Exercise aim: Search the material for the word "displacement" and report each line where it turns up.
════════
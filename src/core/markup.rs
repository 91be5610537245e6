// HTML for the page, built from the static project table.
//
// Element ids and `data-*` attributes below are the contract with the web
// layer, which looks elements up by them after mounting.

use super::constants::{ARTIST_NAME, PLACEHOLDER_TEXT, SOCIAL_URL};
use super::projects::{Project, PORTRAIT_IMAGE, PROJECTS};
use super::selection::{DetailView, ProjectDetail, Selection};
use std::fmt::Write;

pub const PAGE_ROOT_ID: &str = "page-root";
pub const CURSOR_ID: &str = "cursor";
pub const CURSOR_DOT_ID: &str = "cursor-dot";
pub const CURSOR_PREVIEW_ID: &str = "cursor-preview";
pub const CURSOR_BLEND_ID: &str = "cursor-blend";
pub const PROGRESS_BAR_ID: &str = "progress-bar";
pub const PROJECT_LIST_ID: &str = "project-list";
pub const DETAIL_PANE_ID: &str = "detail-pane";
pub const DETAIL_PLACEHOLDER_ID: &str = "detail-placeholder";
pub const CONTACT_FORM_ID: &str = "contact-form";

pub const TRACK_ATTR: &str = "data-track";
pub const PROJECT_ID_ATTR: &str = "data-project-id";
pub const SELECTED_CLASS: &str = "selected";

pub const SECTION_ANCHORS: [(&str, &str); 3] =
    [("work", "Work"), ("about", "About"), ("contact", "Contact")];

const ABOUT_TEXT: &str = "Max Pirrit is a visionary artist whose work transcends traditional \
boundaries, blending digital and traditional mediums to create captivating visual narratives. \
With a keen eye for detail and a passion for exploring the human experience, Max's art invites \
viewers to lose themselves in worlds where reality and imagination intertwine.";

pub fn escape(text: &str) -> String {
    let mut out = String::with_capacity(text.len());
    for c in text.chars() {
        match c {
            '&' => out.push_str("&amp;"),
            '<' => out.push_str("&lt;"),
            '>' => out.push_str("&gt;"),
            '"' => out.push_str("&quot;"),
            '\'' => out.push_str("&#39;"),
            _ => out.push(c),
        }
    }
    out
}

pub fn page_html(selection: &Selection) -> String {
    let mut html = String::new();
    _ = write!(html, "<div id=\"{PAGE_ROOT_ID}\" class=\"page\">");
    html.push_str(&cursor_html());
    html.push_str(&header_html());
    html.push_str("<main class=\"content\"><div class=\"container\">");
    html.push_str(&work_html(selection));
    html.push_str(&about_html());
    html.push_str(&contact_html());
    html.push_str("</div></main>");
    html.push_str(&footer_html());
    html.push_str("</div>");
    html
}

/// Blend-mode dot plus the hover cursor with its image preview.
pub fn cursor_html() -> String {
    format!(
        "<div id=\"{CURSOR_BLEND_ID}\" class=\"cursor-blend\"></div>\
<div id=\"{CURSOR_ID}\" class=\"cursor\">\
<div id=\"{CURSOR_DOT_ID}\" class=\"cursor-dot\"></div>\
<img id=\"{CURSOR_PREVIEW_ID}\" class=\"cursor-preview\" alt=\"Preview\" style=\"display:none\">\
</div>"
    )
}

pub fn header_html() -> String {
    let mut nav = String::new();
    for (anchor, label) in SECTION_ANCHORS {
        _ = write!(nav, "<li><a href=\"#{anchor}\">{label}</a></li>");
    }
    format!(
        "<header class=\"site-header\"><div class=\"bar\">\
<h1 class=\"brand\">{}</h1><nav><ul class=\"nav\">{nav}</ul></nav></div>\
<div id=\"{PROGRESS_BAR_ID}\" class=\"progress-bar\" style=\"transform: scaleX(0)\"></div>\
</header>",
        escape(&ARTIST_NAME.to_uppercase())
    )
}

/// Selector for tracked elements of one kind, e.g. `"item"`.
pub fn track_selector(kind: &str) -> String {
    format!("[{TRACK_ATTR}=\"{kind}\"]")
}

pub fn project_item_html(project: &Project, selected: bool) -> String {
    let class = if selected {
        format!("project-item {SELECTED_CLASS}")
    } else {
        "project-item".to_string()
    };
    format!(
        "<div class=\"{class}\" {TRACK_ATTR}=\"item\" {PROJECT_ID_ATTR}=\"{id}\">\
<button type=\"button\" class=\"project-button\" {PROJECT_ID_ATTR}=\"{id}\">\
<h3>{title}</h3><p class=\"date\">{date}</p>\
<div class=\"accent\" style=\"background-color: {color}\"></div>\
</button></div>",
        id = project.id,
        title = escape(project.title),
        date = escape(project.date),
        color = escape(project.color),
    )
}

pub fn project_list_html(selection: &Selection) -> String {
    PROJECTS
        .iter()
        .map(|p| project_item_html(p, selection.is_selected(p.id)))
        .collect()
}

pub fn detail_html(view: &DetailView) -> String {
    match view {
        DetailView::Placeholder => format!(
            "<div id=\"{DETAIL_PLACEHOLDER_ID}\" class=\"detail-placeholder\" style=\"opacity: 0\">{}</div>",
            escape(PLACEHOLDER_TEXT)
        ),
        DetailView::Project(detail) => project_detail_html(detail),
    }
}

fn project_detail_html(detail: &ProjectDetail) -> String {
    let mut html = format!(
        "<div class=\"project-detail\" {TRACK_ATTR}=\"detail\">\
<h2>{}</h2><p class=\"description\">{}</p><div class=\"categories\">",
        escape(detail.title),
        escape(detail.description)
    );
    for category in &detail.categories {
        _ = write!(html, "<span class=\"chip\">{}</span>", escape(category));
    }
    html.push_str("</div><div class=\"gallery\">");
    for image in &detail.images {
        _ = write!(
            html,
            "<img src=\"{}\" alt=\"{}\" width=\"1200\" height=\"800\" class=\"gallery-image\">",
            escape(image.src),
            escape(&image.alt)
        );
    }
    html.push_str("</div></div>");
    html
}

fn work_html(selection: &Selection) -> String {
    format!(
        "<section id=\"work\" class=\"section\"><h2 class=\"section-title\">Selected Works</h2>\
<div class=\"work-grid\"><div id=\"{PROJECT_LIST_ID}\">{}</div>\
<div id=\"{DETAIL_PANE_ID}\" class=\"detail-pane\">{}</div></div></section>",
        project_list_html(selection),
        detail_html(&selection.detail())
    )
}

fn about_html() -> String {
    let first_name = ARTIST_NAME.split_whitespace().next().unwrap_or(ARTIST_NAME);
    format!(
        "<section id=\"about\" class=\"section\"><h2 class=\"section-title\">About {}</h2>\
<div class=\"about-grid\"><p class=\"bio\">{}</p>\
<img src=\"{}\" alt=\"{}\" class=\"portrait\"></div></section>",
        escape(first_name),
        escape(ABOUT_TEXT),
        escape(PORTRAIT_IMAGE),
        escape(ARTIST_NAME)
    )
}

fn contact_html() -> String {
    format!(
        "<section id=\"contact\" class=\"section\"><h2 class=\"section-title\">Get in Touch</h2>\
<form id=\"{CONTACT_FORM_ID}\" class=\"contact-form\">\
<input type=\"text\" name=\"name\" placeholder=\"Name\">\
<input type=\"email\" name=\"email\" placeholder=\"Email\">\
<textarea name=\"message\" placeholder=\"Message\"></textarea>\
<button type=\"submit\">Send Message</button>\
</form></section>"
    )
}

fn footer_html() -> String {
    format!(
        "<footer class=\"site-footer\"><div class=\"bar\">\
<p>&copy; 2024 {}. All rights reserved.</p>\
<a href=\"{}\" target=\"_blank\" rel=\"noopener noreferrer\">Instagram</a>\
</div></footer>",
        escape(ARTIST_NAME),
        escape(SOCIAL_URL)
    )
}
pub mod constants;
pub mod cursor;
pub mod ease;
pub mod interp;
pub mod markup;
pub mod projects;
pub mod selection;
pub mod spring;
pub mod state;

pub use cursor::*;
pub use ease::*;
pub use interp::*;
pub use projects::*;
pub use selection::*;
pub use spring::*;
pub use state::*;
use crate::constants::TRACKED_SELECTOR;
use crate::core::markup::{self, DETAIL_PANE_ID, PROJECT_ID_ATTR, SELECTED_CLASS, TRACK_ATTR};
use crate::core::{Selection, TrackKind};
use wasm_bindgen::JsCast;
use web_sys as web;

pub fn mount(mount_point: &web::Element, selection: &Selection) {
    mount_point.set_inner_html(&markup::page_html(selection));
}

/// Re-render the parts of the page that depend on the selection.
pub fn render_selection(document: &web::Document, selection: &Selection) {
    if let Ok(items) = document.query_selector_all(&markup::track_selector("item")) {
        for i in 0..items.length() {
            let Some(el) = items.item(i).and_then(|n| n.dyn_into::<web::Element>().ok()) else {
                continue;
            };
            let selected = el
                .get_attribute(PROJECT_ID_ATTR)
                .and_then(|v| v.parse::<u32>().ok())
                .is_some_and(|id| selection.is_selected(id));
            let classes = el.class_list();
            _ = if selected {
                classes.add_1(SELECTED_CLASS)
            } else {
                classes.remove_1(SELECTED_CLASS)
            };
        }
    }
    match document.get_element_by_id(DETAIL_PANE_ID) {
        Some(pane) => pane.set_inner_html(&markup::detail_html(&selection.detail())),
        None => log::warn!("[page] missing #{}", DETAIL_PANE_ID),
    }
}

/// All elements currently carrying a scroll-tracking attribute.
pub fn tracked_elements(document: &web::Document) -> Vec<(web::HtmlElement, TrackKind)> {
    let mut out = Vec::new();
    let Ok(nodes) = document.query_selector_all(TRACKED_SELECTOR) else {
        return out;
    };
    for i in 0..nodes.length() {
        let Some(el) = nodes
            .item(i)
            .and_then(|n| n.dyn_into::<web::HtmlElement>().ok())
        else {
            continue;
        };
        if let Some(kind) = el
            .get_attribute(TRACK_ATTR)
            .as_deref()
            .and_then(TrackKind::from_attr)
        {
            out.push((el, kind));
        }
    }
    out
}
use super::constants::{
    SPRING_DAMPING, SPRING_MASS, SPRING_MAX_FRAME_SEC, SPRING_MAX_SUBSTEP_SEC, SPRING_REST_DELTA,
    SPRING_REST_SPEED, SPRING_STIFFNESS,
};

#[derive(Clone, Copy, Debug, PartialEq)]
pub struct SpringConfig {
    pub stiffness: f32,
    pub damping: f32,
    pub mass: f32,
    pub rest_delta: f32,
    pub rest_speed: f32,
}

impl Default for SpringConfig {
    fn default() -> Self {
        Self {
            stiffness: SPRING_STIFFNESS,
            damping: SPRING_DAMPING,
            mass: SPRING_MASS,
            rest_delta: SPRING_REST_DELTA,
            rest_speed: SPRING_REST_SPEED,
        }
    }
}

/// Damped spring that follows a moving target.
///
/// Used to smooth raw scroll progress for the header bar. Integration is
/// semi-implicit Euler over fixed sub-steps, so large frame gaps stay stable.
#[derive(Clone, Debug)]
pub struct Spring {
    pub config: SpringConfig,
    value: f32,
    velocity: f32,
    target: f32,
}

impl Spring {
    pub fn new(config: SpringConfig, initial: f32) -> Self {
        Self {
            config,
            value: initial,
            velocity: 0.0,
            target: initial,
        }
    }

    #[inline]
    pub fn value(&self) -> f32 {
        self.value
    }

    #[inline]
    pub fn velocity(&self) -> f32 {
        self.velocity
    }

    #[inline]
    pub fn target(&self) -> f32 {
        self.target
    }

    pub fn set_target(&mut self, target: f32) {
        if target.is_finite() {
            self.target = target;
        }
    }

    pub fn is_at_rest(&self) -> bool {
        (self.target - self.value).abs() < self.config.rest_delta
            && self.velocity.abs() < self.config.rest_speed
    }

    /// Advance by `dt_sec`; returns the new value.
    pub fn step(&mut self, dt_sec: f32) -> f32 {
        if self.is_at_rest() {
            self.value = self.target;
            self.velocity = 0.0;
            return self.value;
        }
        let dt = dt_sec.clamp(0.0, SPRING_MAX_FRAME_SEC);
        if dt <= 0.0 {
            return self.value;
        }
        let steps = (dt / SPRING_MAX_SUBSTEP_SEC).ceil().max(1.0) as u32;
        let h = dt / steps as f32;
        let mass = self.config.mass.max(1e-4);
        for _ in 0..steps {
            let displacement = self.value - self.target;
            let force = -self.config.stiffness * displacement - self.config.damping * self.velocity;
            self.velocity += force / mass * h;
            self.value += self.velocity * h;
        }
        if self.is_at_rest() {
            self.value = self.target;
            self.velocity = 0.0;
        }
        self.value
    }
}
// Host-side tests for the progress spring and cursor transitions.
// The main crate is wasm-only, so we include the pure-Rust modules directly.

#![allow(dead_code)]
mod folio {
    pub mod constants {
        include!("../src/core/constants.rs");
    }
    pub mod ease {
        include!("../src/core/ease.rs");
    }
    pub mod spring {
        include!("../src/core/spring.rs");
    }
}

use folio::constants::*;
use folio::ease::*;
use folio::spring::*;

const FRAME: f32 = 1.0 / 60.0;

#[test]
fn default_config_matches_constants() {
    let cfg = SpringConfig::default();
    assert_eq!(cfg.stiffness, SPRING_STIFFNESS);
    assert_eq!(cfg.damping, SPRING_DAMPING);
    assert_eq!(cfg.rest_delta, SPRING_REST_DELTA);
}

#[test]
fn spring_starts_at_rest() {
    let mut s = Spring::new(SpringConfig::default(), 0.0);
    assert!(s.is_at_rest());
    assert_eq!(s.step(FRAME), 0.0);
}

#[test]
fn spring_lags_then_settles_exactly_on_target() {
    let mut s = Spring::new(SpringConfig::default(), 0.0);
    s.set_target(1.0);
    let first = s.step(FRAME);
    assert!(first > 0.0 && first < 0.5, "first step {}", first);

    let mut frames = 0;
    while !s.is_at_rest() && frames < 600 {
        let v = s.step(FRAME);
        assert!(v <= 1.0 + 1e-6, "overshoot {}", v);
        frames += 1;
    }
    assert!(frames < 600, "spring never came to rest");
    assert_eq!(s.step(FRAME), 1.0);
    assert_eq!(s.velocity(), 0.0);
}

#[test]
fn spring_is_stable_across_long_frame_gaps() {
    let mut s = Spring::new(SpringConfig::default(), 0.0);
    s.set_target(1.0);
    for _ in 0..100 {
        let v = s.step(5.0);
        assert!(v.is_finite());
        assert!((0.0..=1.0 + 1e-6).contains(&v));
    }
    assert_eq!(s.value(), 1.0);
}

#[test]
fn spring_follows_a_moving_target() {
    let mut s = Spring::new(SpringConfig::default(), 0.0);
    s.set_target(1.0);
    for _ in 0..10 {
        s.step(FRAME);
    }
    s.set_target(0.25);
    for _ in 0..600 {
        s.step(FRAME);
    }
    assert_eq!(s.value(), 0.25);
    assert_eq!(s.target(), 0.25);
}

#[test]
fn spring_ignores_non_finite_targets() {
    let mut s = Spring::new(SpringConfig::default(), 0.3);
    s.set_target(f32::NAN);
    assert_eq!(s.target(), 0.3);
}

#[test]
fn ease_endpoints_are_stable() {
    for ease in [Ease::Linear, Ease::OutCubic] {
        assert_eq!(ease.apply(0.0), 0.0);
        assert_eq!(ease.apply(1.0), 1.0);
        assert_eq!(ease.apply(-1.0), 0.0);
        assert_eq!(ease.apply(2.0), 1.0);
    }
    assert!(Ease::OutCubic.apply(0.5) > Ease::Linear.apply(0.5));
}

#[test]
fn tween_runs_to_target_over_its_duration() {
    let mut t = Tween::settled(1.0, CURSOR_SCALE_SEC, Ease::OutCubic);
    assert!(t.is_done());
    t.retarget(CURSOR_HOVER_SCALE);
    assert!(!t.is_done());
    assert_eq!(t.value(), 1.0);

    let mid = t.advance(CURSOR_SCALE_SEC / 2.0);
    assert!(mid > 1.0 && mid < CURSOR_HOVER_SCALE);

    assert_eq!(t.advance(CURSOR_SCALE_SEC), CURSOR_HOVER_SCALE);
    assert!(t.is_done());
}

#[test]
fn tween_retarget_mid_flight_is_continuous() {
    let mut t = Tween::settled(0.0, 1.0, Ease::Linear);
    t.retarget(1.0);
    let at = t.advance(0.4);
    t.retarget(0.0);
    assert!((t.value() - at).abs() < 1e-6);
    assert_eq!(t.target(), 0.0);
    assert_eq!(t.advance(1.0), 0.0);
}

#[test]
fn tween_snap_skips_transition() {
    let mut t = Tween::settled(0.0, PREVIEW_FADE_SEC, Ease::Linear);
    t.retarget(1.0);
    t.snap(0.0);
    assert!(t.is_done());
    assert_eq!(t.value(), 0.0);
}

#[test]
fn fade_in_starts_hidden_and_runs_linearly() {
    let mut t = Tween::fade_in(PLACEHOLDER_FADE_SEC);
    assert_eq!(t.value(), 0.0);
    assert!(!t.is_done());
    assert!((t.advance(PLACEHOLDER_FADE_SEC / 2.0) - 0.5).abs() < 1e-6);
    assert_eq!(t.advance(PLACEHOLDER_FADE_SEC), 1.0);
    assert!(t.is_done());
}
════════
Solution to the problem:
            let displacement = self.value - self.target;
            let force = -self.config.stiffness * displacement - self.config.damping * self.velocity;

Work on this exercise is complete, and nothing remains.